The number needed is how many lines of the data hold the string "list". Give that number and nothing more.

(DATA EXCERPTS begins)

#[derive(Debug, Deserialize, Clone, PartialEq)]
#[serde(default)]
pub struct BallSpawnConfig {
    pub count: usize,
    /// Base radius as a fraction of the smaller arena dimension.
    pub radius_factor: f32,
    /// Random multiplier applied on top of the base radius per ball.
    pub radius_scale_range: SpawnRange<f32>,
    pub vel_x_range: SpawnRange<f32>,
    pub vel_y_range: SpawnRange<f32>,
    pub restitution: f32,
}
impl Default for BallSpawnConfig {
    fn default() -> Self {
        Self {
            count: 18,
            radius_factor: 0.04,
            radius_scale_range: SpawnRange { min: 1.0, max: 2.0 },
            vel_x_range: SpawnRange {
                min: -60.0,
                max: 60.0,
            },
            vel_y_range: SpawnRange {
                min: -60.0,
                max: 60.0,
            },
            restitution: 0.9,
        }
    }
}

#[derive(Debug, Deserialize, Clone, PartialEq)]
#[serde(default)]
pub struct PinConfig {
    /// Disc radius as a fraction of the smaller arena dimension.
    pub radius_factor: f32,
}
impl Default for PinConfig {
    fn default() -> Self {
        Self {
            radius_factor: 0.25,
        }
    }
}

#[derive(Debug, Deserialize, Clone, PartialEq)]
#[serde(default)]
pub struct WallConfig {
    pub thickness: f32,
}
impl Default for WallConfig {
    fn default() -> Self {
        Self { thickness: 20.0 }
    }
}

#[derive(Debug, Deserialize, Clone, PartialEq)]
#[serde(default)]
pub struct FollowConfig {
    /// Collider radius of the invisible cursor chaser.
    pub radius: f32,
    pub restitution: f32,
    /// Cursor distance at which the spring force saturates.
    pub max_distance: f32,
    /// Below this cursor distance no force is applied (damping still runs).
    pub min_distance: f32,
    /// Acceleration gain at full saturation, px/s^2.
    pub pull_strength: f32,
    /// Per-frame velocity retention factor.
    pub damping: f32,
}
impl Default for FollowConfig {
    fn default() -> Self {
        Self {
            radius: 30.0,
            restitution: 0.9,
            max_distance: 50.0,
            min_distance: 1.0,
            pull_strength: 2400.0,
            damping: 0.88,
        }
    }
}

#[derive(Debug, Deserialize, Clone, PartialEq)]
#[serde(default)]
pub struct RepulseConfig {
    pub enabled: bool,
    /// Velocity gained per pixel of click-to-center displacement.
    pub impulse_scale: f32,
}
impl Default for RepulseConfig {
    fn default() -> Self {
        Self {
            enabled: true,
            impulse_scale: 12.0,
        }
    }
}

#[derive(Debug, Deserialize, Clone, Default, PartialEq)]
#[serde(default)]
pub struct InteractionConfig {
    pub follow: FollowConfig,
    pub repulse: RepulseConfig,
}

#[derive(Debug, Deserialize, Resource, Clone, PartialEq)]
#[serde(default)]
pub struct GameConfig {
    pub window: WindowConfig,
    pub gravity: GravityConfig,
    pub balls: BallSpawnConfig,
    pub pin: PinConfig,
    pub wall: WallConfig,
    pub interactions: InteractionConfig,
    pub rapier_debug: bool,
}
impl Default for GameConfig {
    fn default() -> Self {
        Self {
            window: Default::default(),
            gravity: Default::default(),
            balls: Default::default(),
            pin: Default::default(),
            wall: Default::default(),
            interactions: Default::default(),
            rapier_debug: false,
        }
    }
}
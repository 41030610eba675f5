pub mod click;
pub mod follow;
pub mod session;
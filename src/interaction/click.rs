use bevy::prelude::*;
use bevy_rapier2d::prelude::Velocity;

use crate::core::components::{Ball, BallRadius, Follower};
use crate::core::config::GameConfig;
use crate::core::system::system_order::PrePhysicsSet;
use crate::gameplay::arena::ArenaBounds;

/// Click handling: every ball under the click point gets knocked away from it,
/// and a follower that escaped the arena is brought back to the center.
pub struct ClickRepulsePlugin;

impl Plugin for ClickRepulsePlugin {
    fn build(&self, app: &mut App) {
        app.add_systems(
            Update,
            (handle_click_repulse, respawn_follower_on_click).in_set(PrePhysicsSet),
        );
    }
}

fn cursor_world_pos(
    _window: &Window,
    camera_q: &Query<(&Camera, &GlobalTransform)>,
    screen_pos: Vec2,
) -> Option<Vec2> {
    let (camera, cam_tf) = camera_q.iter().next()?;
    camera.viewport_to_world_2d(cam_tf, screen_pos).ok()
}

fn primary_pointer_world_pos(
    window: &Window,
    touches: &Touches,
    camera_q: &Query<(&Camera, &GlobalTransform)>,
) -> Option<Vec2> {
    if let Some(touch) = touches.iter().next() {
        return cursor_world_pos(window, camera_q, touch.position());
    }
    let cursor = window.cursor_position()?;
    cursor_world_pos(window, camera_q, cursor)
}

fn pressed(buttons: &ButtonInput<MouseButton>, touches: &Touches) -> bool {
    buttons.just_pressed(MouseButton::Left) || touches.iter_just_pressed().next().is_some()
}

/// Point-in-disc hit test, boundary inclusive.
pub fn ball_hit(click: Vec2, center: Vec2, radius: f32) -> bool {
    center.distance_squared(click) <= radius * radius
}

/// Velocity kick away from the click point, proportional to the displacement.
/// A click dead on the center moves nothing, same as the original effect.
pub fn repulse_velocity(center: Vec2, click: Vec2, impulse_scale: f32) -> Vec2 {
    (center - click) * impulse_scale
}

/// Teleport home if the body slipped out of the arena; true when it fired.
pub fn respawn_if_escaped(tf: &mut Transform, vel: &mut Velocity, bounds: &ArenaBounds) -> bool {
    if bounds.contains(tf.translation.truncate()) {
        return false;
    }
    tf.translation.x = 0.0;
    tf.translation.y = 0.0;
    vel.linvel = Vec2::ZERO;
    vel.angvel = 0.0;
    true
}

fn handle_click_repulse(
    buttons: Res<ButtonInput<MouseButton>>,
    touches: Res<Touches>,
    windows_q: Query<&Window>,
    camera_q: Query<(&Camera, &GlobalTransform)>,
    cfg: Res<GameConfig>,
    mut q: Query<(&Transform, &BallRadius, &mut Velocity), With<Ball>>,
) {
    let rp = &cfg.interactions.repulse;
    if !rp.enabled || !pressed(&buttons, &touches) {
        return;
    }
    let Ok(window) = windows_q.single() else {
        return;
    };
    let Some(click) = primary_pointer_world_pos(window, &touches, &camera_q) else {
        return;
    };
    let mut hits = 0usize;
    for (tf, radius, mut vel) in q.iter_mut() {
        let pos = tf.translation.truncate();
        if !ball_hit(click, pos, radius.0) {
            continue;
        }
        vel.linvel += repulse_velocity(pos, click, rp.impulse_scale);
        hits += 1;
    }
    if hits > 0 {
        debug!("click repulsed {hits} ball(s)");
    }
}

fn respawn_follower_on_click(
    buttons: Res<ButtonInput<MouseButton>>,
    touches: Res<Touches>,
    bounds: Res<ArenaBounds>,
    mut q: Query<(&mut Transform, &mut Velocity), With<Follower>>,
) {
    if !pressed(&buttons, &touches) {
        return;
    }
    for (mut tf, mut vel) in q.iter_mut() {
        if respawn_if_escaped(&mut tf, &mut vel, &bounds) {
            info!("follower escaped the arena; respawned at center");
        }
    }
}

#[cfg(test)]
mod tests {
    use super::*;

    #[test]
    fn hit_test_is_boundary_inclusive() {
        let center = Vec2::new(10.0, 10.0);
        assert!(ball_hit(center, center, 5.0));
        assert!(ball_hit(Vec2::new(15.0, 10.0), center, 5.0));
        assert!(!ball_hit(Vec2::new(15.1, 10.0), center, 5.0));
    }

    #[test]
    fn repulse_points_away_and_scales_with_offset() {
        let v = repulse_velocity(Vec2::new(12.0, 4.0), Vec2::new(10.0, 4.0), 12.0);
        assert_eq!(v, Vec2::new(24.0, 0.0));
        // Dead-center click -> zero kick.
        let centered = repulse_velocity(Vec2::new(10.0, 4.0), Vec2::new(10.0, 4.0), 12.0);
        assert_eq!(centered, Vec2::ZERO);
    }

    #[test]
    fn respawn_only_fires_outside_bounds() {
        let bounds = ArenaBounds {
            width: 200.0,
            height: 100.0,
        };
        let mut tf = Transform::from_xyz(90.0, 0.0, 1.0);
        let mut vel = Velocity::linear(Vec2::new(5.0, 5.0));
        assert!(!respawn_if_escaped(&mut tf, &mut vel, &bounds));
        assert_eq!(tf.translation.x, 90.0);

        let mut tf = Transform::from_xyz(120.0, 0.0, 1.0);
        let mut vel = Velocity::linear(Vec2::new(5.0, 5.0));
        assert!(respawn_if_escaped(&mut tf, &mut vel, &bounds));
        assert_eq!(tf.translation.truncate(), Vec2::ZERO);
        assert_eq!(tf.translation.z, 1.0); // layer preserved
        assert_eq!(vel.linvel, Vec2::ZERO);
    }
}
use bevy::prelude::*;
use bevy_rapier2d::prelude::*;
use bevy_rapier2d::render::{DebugRenderContext, RapierDebugRenderPlugin};

use crate::core::config::GameConfig;

/// Wrapper configuring Rapier. The engine owns the whole simulation step;
/// this plugin only sets gravity and the optional wireframe renderer from
/// config.
pub struct PhysicsSetupPlugin;

impl Plugin for PhysicsSetupPlugin {
    fn build(&self, app: &mut App) {
        app.add_plugins((
            RapierPhysicsPlugin::<NoUserData>::default(),
            RapierDebugRenderPlugin::default(),
        ))
        .add_systems(Startup, configure_physics);
    }
}

fn configure_physics(
    mut rapier_cfg: Query<&mut RapierConfiguration>,
    mut debug_ctx: Option<ResMut<DebugRenderContext>>,
    game_cfg: Res<GameConfig>,
) {
    for mut cfg in rapier_cfg.iter_mut() {
        cfg.gravity = Vect::new(0.0, game_cfg.gravity.y);
    }
    if let Some(ctx) = debug_ctx.as_deref_mut() {
        ctx.enabled = game_cfg.rapier_debug;
    }
}
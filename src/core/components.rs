use bevy::prelude::*;

/// Marker component identifying a ball entity (holds physics body & collider).
#[derive(Component)]
pub struct Ball;

/// Logical radius used both for the collider and for click hit-testing.
#[derive(Component, Debug, Deref, DerefMut, Copy, Clone)]
pub struct BallRadius(pub f32);

/// Tag component for the circle mesh child of a ball.
#[derive(Component)]
pub struct BallCircleVisual;

/// The invisible body that chases the cursor.
#[derive(Component)]
pub struct Follower;

/// The static central disc the balls bounce off.
#[derive(Component)]
pub struct Pin;

/// One of the four static boundary slabs.
#[derive(Component)]
pub struct Wall;
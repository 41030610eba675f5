use crate::core::config::GameConfig;
use bevy::prelude::*;

#[derive(Resource, Deref, DerefMut)]
struct AutoCloseTimer(Timer);

pub struct AutoClosePlugin;

impl Plugin for AutoClosePlugin {
    fn build(&self, app: &mut App) {
        app.add_systems(Startup, setup_autoclose)
            .add_systems(Update, check_autoclose);
    }
}

fn setup_autoclose(mut commands: Commands, cfg: Res<GameConfig>) {
    let secs = cfg.window.auto_close;
    if secs > 0.0 {
        info!(seconds = secs, "AutoClose: will exit after {secs} seconds");
        commands.insert_resource(AutoCloseTimer(Timer::from_seconds(secs, TimerMode::Once)));
    }
}

fn check_autoclose(
    time: Res<Time>,
    mut timer: Option<ResMut<AutoCloseTimer>>,
    mut ev_exit: EventWriter<AppExit>,
) {
    if let Some(t) = timer.as_mut() {
        t.tick(time.delta());
        if t.finished() {
            info!("AutoClose: timer finished, requesting app exit");
            ev_exit.write(AppExit::Success);
        }
    }
}
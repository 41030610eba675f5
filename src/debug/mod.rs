//! Debug module: feature gated runtime visualization & stats/logging.
//! Built only when compiled with `--features debug`.

#[cfg(feature = "debug")]
mod logging;
#[cfg(feature = "debug")]
mod overlay;
#[cfg(feature = "debug")]
pub mod stats;

#[cfg(feature = "debug")]
use bevy::prelude::*;

#[cfg(feature = "debug")]
use crate::core::components::Follower;
#[cfg(feature = "debug")]
use crate::core::config::GameConfig;
#[cfg(feature = "debug")]
use crate::core::system::system_order::PostPhysicsAdjustSet;

#[cfg(feature = "debug")]
#[derive(Resource, Debug)]
pub struct DebugState {
    pub log_interval: f32,
    pub time_accum: f32,
}
#[cfg(feature = "debug")]
impl Default for DebugState {
    fn default() -> Self {
        Self {
            log_interval: 1.0,
            time_accum: 0.0,
        }
    }
}

#[cfg(feature = "debug")]
pub struct DebugPlugin;
#[cfg(feature = "debug")]
impl Plugin for DebugPlugin {
    fn build(&self, app: &mut App) {
        use logging::debug_logging_system;
        #[cfg(not(test))]
        use overlay::{debug_overlay_spawn, debug_overlay_update};
        use stats::debug_stats_collect_system;

        // The follower has no mesh; outline it so its motion is observable.
        fn debug_follower_gizmo(
            cfg: Res<GameConfig>,
            q: Query<&Transform, With<Follower>>,
            mut gizmos: Gizmos,
        ) {
            for tf in q.iter() {
                gizmos.circle_2d(
                    tf.translation.truncate(),
                    cfg.interactions.follow.radius,
                    Color::srgb(1.0, 1.0, 0.2),
                );
            }
        }

        app.init_resource::<DebugState>()
            .init_resource::<stats::DebugStats>();
        #[cfg(not(test))]
        app.add_systems(Startup, debug_overlay_spawn);
        app.add_systems(
            Update,
            (
                debug_stats_collect_system,
                debug_logging_system,
                debug_follower_gizmo,
                #[cfg(not(test))]
                debug_overlay_update,
            )
                .in_set(PostPhysicsAdjustSet),
        );
    }
}

#[cfg(not(feature = "debug"))]
pub struct DebugPlugin;
#[cfg(not(feature = "debug"))]
impl bevy::prelude::Plugin for DebugPlugin {
    fn build(&self, _app: &mut bevy::prelude::App) {}
}
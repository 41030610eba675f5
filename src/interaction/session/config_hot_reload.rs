use bevy::prelude::*;
use std::{collections::HashMap, path::PathBuf, time::SystemTime};

use crate::core::config::GameConfig;

/// Layer paths polled for changes plus the poll interval. Inserted by `main`
/// so a CLI-supplied extra layer participates in reloads too.
#[derive(Resource, Debug, Clone)]
pub struct ConfigReloadSettings {
    pub paths: Vec<PathBuf>,
    pub interval_secs: f32,
}
impl Default for ConfigReloadSettings {
    fn default() -> Self {
        Self {
            paths: vec![
                PathBuf::from("assets/config/game.ron"),
                PathBuf::from("assets/config/game.local.ron"),
            ],
            interval_secs: 0.5,
        }
    }
}

#[derive(Resource, Debug)]
struct ConfigReloadState {
    last_mod: HashMap<PathBuf, SystemTime>,
    timer: Timer,
}
impl FromWorld for ConfigReloadState {
    fn from_world(_world: &mut World) -> Self {
        Self {
            last_mod: HashMap::new(),
            timer: Timer::from_seconds(0.5, TimerMode::Repeating),
        }
    }
}

pub struct ConfigHotReloadPlugin;
impl Plugin for ConfigHotReloadPlugin {
    fn build(&self, app: &mut App) {
        #[cfg(not(target_arch = "wasm32"))]
        {
            app.init_resource::<ConfigReloadSettings>()
                .init_resource::<ConfigReloadState>()
                .add_systems(Update, poll_and_reload_config);
        }
        #[cfg(target_arch = "wasm32")]
        let _ = app;
    }
}

/// Polls layer mtimes and swaps the `GameConfig` resource on change. The
/// interaction systems read the resource every frame, so only the window
/// needs explicit syncing; a resolution change flows on to the arena rebuild
/// through the normal `WindowResized` path.
fn poll_and_reload_config(
    time: Res<Time>,
    settings: Res<ConfigReloadSettings>,
    mut state: ResMut<ConfigReloadState>,
    mut cfg_res: ResMut<GameConfig>,
    mut windows: Query<&mut Window>,
) {
    if (state.timer.duration().as_secs_f32() - settings.interval_secs).abs() > f32::EPSILON {
        state
            .timer
            .set_duration(std::time::Duration::from_secs_f32(
                settings.interval_secs.max(0.05),
            ));
    }
    if !state.timer.tick(time.delta()).finished() {
        return;
    }

    use std::fs;
    use std::time::UNIX_EPOCH;
    let mut dirty = false;
    for path in &settings.paths {
        if let Ok(meta) = fs::metadata(path) {
            if let Ok(mod_time) = meta.modified() {
                let entry = state.last_mod.entry(path.clone()).or_insert(UNIX_EPOCH);
                if mod_time > *entry {
                    *entry = mod_time;
                    dirty = true;
                }
            }
        }
    }
    if !dirty {
        return;
    }

    let (new_cfg, _used, errors) = GameConfig::load_layered(settings.paths.iter());
    for e in errors {
        warn!("config hot-reload issue: {e}");
    }
    if *cfg_res == new_cfg {
        return;
    }
    info!("config hot-reload applied");
    for w in new_cfg.validate() {
        warn!("config warning: {w}");
    }
    *cfg_res = new_cfg.clone();
    if let Ok(mut window) = windows.single_mut() {
        if window.width() != new_cfg.window.width || window.height() != new_cfg.window.height {
            window
                .resolution
                .set(new_cfg.window.width, new_cfg.window.height);
        }
        if window.title != new_cfg.window.title {
            window.title = new_cfg.window.title.clone();
        }
    }
}
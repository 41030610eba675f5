pub mod config;

pub use config::{
    BallSpawnConfig, FollowConfig, GameConfig, GravityConfig, InteractionConfig, PinConfig,
    RepulseConfig, SpawnRange, WallConfig, WindowConfig,
};
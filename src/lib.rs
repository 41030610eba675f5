pub mod app;
pub mod core;
pub mod debug;
pub mod gameplay;
pub mod interaction;
pub mod physics;
pub mod rendering;

// Curated re-exports
pub use crate::app::game::GamePlugin;
pub use crate::core::components::{Ball, BallCircleVisual, BallRadius, Follower, Pin, Wall};
pub use crate::core::config::{config::GameConfig, config::WindowConfig};
pub use crate::gameplay::arena::ArenaBounds;
//! Memory module - Core types and data structures
//!
//! Implements the namespaced key/value memory model with:
//! - Memory entries with timestamp and category metadata
//! - Text or structured payloads behind one tagged union
//! - Retention categories that drive TTL expiry
//! - Consolidation reports for audit

mod entry;

pub use entry::{EntryMetadata, MemoryEntry, MemoryValue};

use serde::{Deserialize, Serialize};

// ============================================================================
// MEMORY CATEGORIES
// ============================================================================

/// Retention category of a memory entry
///
/// The category name is the lookup key into the consolidation TTL table.
/// `Knowledge` conventionally never expires; `Context` and `Task` are
/// short-lived working memory.
#[derive(Debug, Clone, PartialEq, Eq, Hash, Serialize, Deserialize)]
#[serde(into = "String", try_from = "String")]
pub enum MemoryCategory {
    /// Conversational or session context
    Context,
    /// Task state, plans, in-flight work
    Task,
    /// Durable knowledge, patterns, decisions
    Knowledge,
    /// Any other category name
    Custom(String),
}

impl MemoryCategory {
    /// Category name as used in TTL tables
    pub fn as_str(&self) -> &str {
        match self {
            MemoryCategory::Context => "context",
            MemoryCategory::Task => "task",
            MemoryCategory::Knowledge => "knowledge",
            MemoryCategory::Custom(name) => name,
        }
    }
}

impl std::fmt::Display for MemoryCategory {
    fn fmt(&self, f: &mut std::fmt::Formatter<'_>) -> std::fmt::Result {
        write!(f, "{}", self.as_str())
    }
}

impl std::str::FromStr for MemoryCategory {
    type Err = String;

    fn from_str(s: &str) -> Result<Self, Self::Err> {
        let trimmed = s.trim();
        if trimmed.is_empty() {
            return Err("Category name cannot be empty".to_string());
        }
        Ok(match trimmed.to_lowercase().as_str() {
            "context" => MemoryCategory::Context,
            "task" => MemoryCategory::Task,
            "knowledge" => MemoryCategory::Knowledge,
            other => MemoryCategory::Custom(other.to_string()),
        })
    }
}

impl TryFrom<String> for MemoryCategory {
    type Error = String;

    fn try_from(s: String) -> Result<Self, Self::Error> {
        s.parse()
    }
}

impl From<MemoryCategory> for String {
    fn from(category: MemoryCategory) -> Self {
        category.as_str().to_string()
    }
}

// ============================================================================
// CONSOLIDATION REPORT
// ============================================================================

/// Result of one consolidation run
///
/// `evicted` combines TTL expiry and size-bound eviction. `archived` counts
/// removed entries that were routed to cold storage instead of being dropped,
/// so it overlaps `evicted` and `deduplicated` rather than adding to them.
#[non_exhaustive]
#[derive(Debug, Clone, Copy, PartialEq, Eq, Serialize, Deserialize, Default)]
#[serde(rename_all = "camelCase")]
pub struct ConsolidationReport {
    /// Entries in the input batch
    pub processed: usize,
    /// Entries removed by TTL expiry or size-bound eviction
    pub evicted: usize,
    /// Entries removed as near-duplicates of a newer survivor
    pub deduplicated: usize,
    /// Removed entries copied to the archive namespace
    pub archived: usize,
    /// Processing duration in milliseconds
    pub duration_ms: u64,
}

impl ConsolidationReport {
    /// Number of entries left after the run
    pub fn retained(&self) -> usize {
        self.processed
            .saturating_sub(self.evicted)
            .saturating_sub(self.deduplicated)
    }

    /// Whether the run removed anything
    pub fn is_noop(&self) -> bool {
        self.evicted == 0 && self.deduplicated == 0
    }
}
//! Test Store Manager
//!
//! Provides isolated JSON-file stores for testing:
//! - Temporary stores that are automatically cleaned up
//! - Pre-seeded namespaces with test data
//! - Namespace snapshots and restoration

use std::path::{Path, PathBuf};
use std::sync::Arc;

use hivemem_core::{EntryMetadata, JsonFileStore, MemoryEntry, MemoryStore};
use tempfile::TempDir;

use crate::mocks::noise_text;

/// Manager for test stores
///
/// Creates an isolated store for each test to prevent interference.
/// The backing directory is deleted when the manager is dropped.
///
/// # Example
///
/// ```rust,ignore
/// let db = TestStoreManager::new_temp();
/// db.seed_entries("task", 10).await;
/// let service = MemoryService::new(db.store(), "task", config)?;
/// ```
pub struct TestStoreManager {
    store: Arc<JsonFileStore>,
    /// Kept alive to prevent premature deletion
    _temp_dir: Option<TempDir>,
    data_dir: PathBuf,
    snapshot: Option<(String, Vec<MemoryEntry>)>,
}

impl TestStoreManager {
    /// Create a store in a temporary directory
    pub fn new_temp() -> Self {
        let temp_dir = TempDir::new().expect("Failed to create temp directory");
        let data_dir = temp_dir.path().join("memory");
        let store =
            JsonFileStore::new(Some(data_dir.clone())).expect("Failed to create test store");

        Self {
            store: Arc::new(store),
            _temp_dir: Some(temp_dir),
            data_dir,
            snapshot: None,
        }
    }

    /// Create a store at a specific path (not deleted on drop)
    pub fn new_at_path(path: PathBuf) -> Self {
        let store = JsonFileStore::new(Some(path.clone())).expect("Failed to create test store");

        Self {
            store: Arc::new(store),
            _temp_dir: None,
            data_dir: path,
            snapshot: None,
        }
    }

    /// Shared handle to the store
    pub fn store(&self) -> Arc<JsonFileStore> {
        Arc::clone(&self.store)
    }

    /// Store directory
    pub fn path(&self) -> &Path {
        &self.data_dir
    }

    /// Number of entries in `namespace`
    pub async fn entry_count(&self, namespace: &str) -> usize {
        self.store.list(namespace).await.map(|e| e.len()).unwrap_or(0)
    }

    /// Keys in `namespace`, sorted
    pub async fn keys(&self, namespace: &str) -> Vec<String> {
        self.store
            .list(namespace)
            .await
            .unwrap_or_default()
            .into_iter()
            .map(|e| e.key)
            .collect()
    }

    // ========================================================================
    // SEEDING METHODS
    // ========================================================================

    /// Seed `namespace` with `count` dissimilar entries, oldest first
    pub async fn seed_entries(&self, namespace: &str, count: usize) -> Vec<String> {
        let now = chrono::Utc::now().timestamp_millis();
        let mut keys = Vec::with_capacity(count);

        for i in 0..count {
            let key = format!("{namespace}/seed-{i:04}");
            let metadata = EntryMetadata::at(now - (count - i) as i64);
            if self
                .store
                .store(namespace, &key, noise_text(i as u64, 32).into(), metadata)
                .await
                .is_ok()
            {
                keys.push(key);
            }
        }

        keys
    }

    /// Write prepared entries, each into its own namespace
    pub async fn seed_with(&self, entries: &[MemoryEntry]) {
        for entry in entries {
            self.store
                .store(&entry.namespace, &entry.key, entry.value.clone(), entry.metadata.clone())
                .await
                .expect("Failed to seed entry");
        }
    }

    // ========================================================================
    // SNAPSHOT/RESTORE
    // ========================================================================

    /// Take a snapshot of `namespace`
    pub async fn take_snapshot(&mut self, namespace: &str) {
        let entries = self.store.list(namespace).await.unwrap_or_default();
        self.snapshot = Some((namespace.to_string(), entries));
    }

    /// Replace the snapshotted namespace with its snapshot
    ///
    /// Keys and metadata are preserved exactly.
    pub async fn restore_snapshot(&mut self) -> bool {
        let Some((namespace, entries)) = self.snapshot.take() else {
            return false;
        };

        self.clear(&namespace).await;
        for entry in entries {
            let _ = self
                .store
                .store(&namespace, &entry.key, entry.value, entry.metadata)
                .await;
        }
        true
    }

    /// Check if a snapshot exists
    pub fn has_snapshot(&self) -> bool {
        self.snapshot.is_some()
    }

    // ========================================================================
    // CLEANUP
    // ========================================================================

    /// Remove every entry in `namespace`
    pub async fn clear(&self, namespace: &str) {
        for key in self.keys(namespace).await {
            let _ = self.store.delete(namespace, &key).await;
        }
    }

    /// Reopen the store from disk, dropping any in-process state
    pub fn reopen(&mut self) {
        self.store = Arc::new(
            JsonFileStore::new(Some(self.data_dir.clone())).expect("Failed to reopen store"),
        );
    }
}

#[cfg(test)]
mod tests {
    use super::*;

    #[tokio::test]
    async fn test_temp_store_creation() {
        let db = TestStoreManager::new_temp();
        assert_eq!(db.entry_count("task").await, 0);
        assert!(db.path().exists());
    }

    #[tokio::test]
    async fn test_seed_entries() {
        let db = TestStoreManager::new_temp();
        let keys = db.seed_entries("task", 10).await;

        assert_eq!(keys.len(), 10);
        assert_eq!(db.entry_count("task").await, 10);
    }

    #[tokio::test]
    async fn test_clear_namespace() {
        let db = TestStoreManager::new_temp();
        db.seed_entries("task", 5).await;
        db.seed_entries("context", 2).await;

        db.clear("task").await;
        assert_eq!(db.entry_count("task").await, 0);
        assert_eq!(db.entry_count("context").await, 2);
    }

    #[tokio::test]
    async fn test_snapshot_restore_preserves_keys() {
        let mut db = TestStoreManager::new_temp();
        let keys = db.seed_entries("task", 5).await;

        db.take_snapshot("task").await;
        assert!(db.has_snapshot());

        db.clear("task").await;
        assert_eq!(db.entry_count("task").await, 0);

        assert!(db.restore_snapshot().await);
        assert_eq!(db.keys("task").await, keys);
    }

    #[tokio::test]
    async fn test_reopen_reads_from_disk() {
        let mut db = TestStoreManager::new_temp();
        db.seed_entries("knowledge", 3).await;
        db.reopen();
        assert_eq!(db.entry_count("knowledge").await, 3);
    }
}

(DATA EXCERPTS ends)

# TASK RESPONSE
3